Molecular conversion of MIG6 hotspot-3 peptide from the nonbinder to a moderate binder of HER2 by rational design of an orthogonal interaction system at the HER2–peptide interface

Abstract

Human epidermal growth factor receptor 2 (HER2) has been established as an approved druggable target for the treatment of patients with diverse gynecological tumors such as ovarian, cervical and breast cancers. The mitogen-inducible gene 6 (MIG6) protein is a negative regulator of HER2 signaling by using its Seg1 segment to disrupt the allosteric dimerization of HER2 kinase domain. Previous studies found that the Seg1 adopts three separated hotspots to interact with the HER2 dimerization interface, in which the third hotspot (H3) is located at the core region of the interface but its derived H3 peptide (356PKYVS360) and Tyr358Phe mutant (356PKFVS360) cannot bind effectively to the interface in an independent manner.

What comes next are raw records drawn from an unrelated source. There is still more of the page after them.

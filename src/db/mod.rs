// Database module - provides data access layer

use std::str::FromStr;
use std::time::Duration;

use color_eyre::Result;
use sqlx::sqlite::{SqliteConnectOptions, SqliteJournalMode, SqlitePoolOptions};

pub mod models;
pub use models::*;

pub mod migrations;

mod catalog;
mod coding;
mod jobs;
mod profile;
mod progress;
mod user;

/// Writers wait this long for the database lock before failing.
const BUSY_TIMEOUT: Duration = Duration::from_secs(5);

// Main database handle
#[derive(Clone)]
pub struct Db {
    pool: sqlx::SqlitePool,
}

impl Db {
    pub async fn new(url: &str) -> Result<Self> {
        let options = SqliteConnectOptions::from_str(url)?
            .create_if_missing(true)
            .foreign_keys(true)
            .journal_mode(SqliteJournalMode::Wal)
            .busy_timeout(BUSY_TIMEOUT);

        let pool = SqlitePoolOptions::new()
            .max_connections(8)
            .connect_with(options)
            .await?;

        // Verify connection
        let one: i64 = sqlx::query_scalar("SELECT 1").fetch_one(&pool).await?;
        color_eyre::eyre::ensure!(one == 1, "connection check failed");

        migrations::run(&pool).await?;

        tracing::info!("database connection has been verified");

        Ok(Self { pool })
    }

    pub async fn migration_applied(&self, version: &str) -> Result<bool> {
        let exists: bool =
            sqlx::query_scalar("SELECT EXISTS(SELECT 1 FROM schema_migrations WHERE version = ?)")
                .bind(version)
                .fetch_one(&self.pool)
                .await?;

        Ok(exists)
    }
}
use color_eyre::Result;

use super::models::{CodingProblem, CodingProblemSummary, CodingTopic};
use super::Db;

impl Db {
    pub async fn coding_topics(&self) -> Result<Vec<CodingTopic>> {
        let topics = sqlx::query_as::<_, CodingTopic>(
            "SELECT id, name, description, created_at FROM coding_topics ORDER BY name",
        )
        .fetch_all(&self.pool)
        .await?;

        Ok(topics)
    }

    /// Problem summaries of a coding topic ordered by serial number.
    /// An unknown topic simply has no problems.
    pub async fn coding_problems(&self, coding_topic_id: i64) -> Result<Vec<CodingProblemSummary>> {
        let problems = sqlx::query_as::<_, CodingProblemSummary>(
            "SELECT id, title, created_at FROM coding_problems WHERE topic_id = ? ORDER BY sno",
        )
        .bind(coding_topic_id)
        .fetch_all(&self.pool)
        .await?;

        Ok(problems)
    }

    pub async fn coding_problem(&self, problem_id: i64) -> Result<Option<CodingProblem>> {
        let problem = sqlx::query_as::<_, CodingProblem>(
            r#"
            SELECT
              p.id AS id,
              t.name AS topic,
              p.sno AS sno,
              p.title AS title,
              p.explanation AS explanation,
              p.code_snippet AS code_snippet,
              p.video_url AS video_url,
              p.created_at AS created_at
            FROM coding_problems p
            JOIN coding_topics t ON t.id = p.topic_id
            WHERE p.id = ?
            "#,
        )
        .bind(problem_id)
        .fetch_optional(&self.pool)
        .await?;

        Ok(problem)
    }
}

In this study, we demonstrate that the H3 peptide can be converted from nonbinder to a moderate binder of HER2 by just adding an orthogonal noncovalent interaction system (X⋯O┄H) between a halogen bond (X⋯O) and a hydrogen bond (H┄O) involving peptide Phe358 residue and HER2 Val948/Trp951 residues. High-level calculations are utilized to rigorously characterize and rationally design the X⋯O┄H system, which is then optimized with different halogen atoms and at different substituting positions. It is revealed that there is a synergistic effect between the X⋯O and H┄O of the orthogonal interaction system; formation of the halogen bond can enhance the interaction strength of the hydrogen bond. In silico analysis and in vitro assay reach a consistence that Br-substitution at the m-position of peptide Phe358 phenyl moiety is the best choice that can render strong interaction for the X⋯O┄H system, which also makes the peptide ‘bindable’ to HER2 kinase domain, while F/Cl/I-substitution at the same position can only improve the peptide affinity moderately or modestly. In contrast, the Br-substitution at the o- and p-positions of peptide Phe358 phenyl moiety cannot define effective X⋯O┄H interaction and thus does not confer additional affinity to the HER2–peptide complex.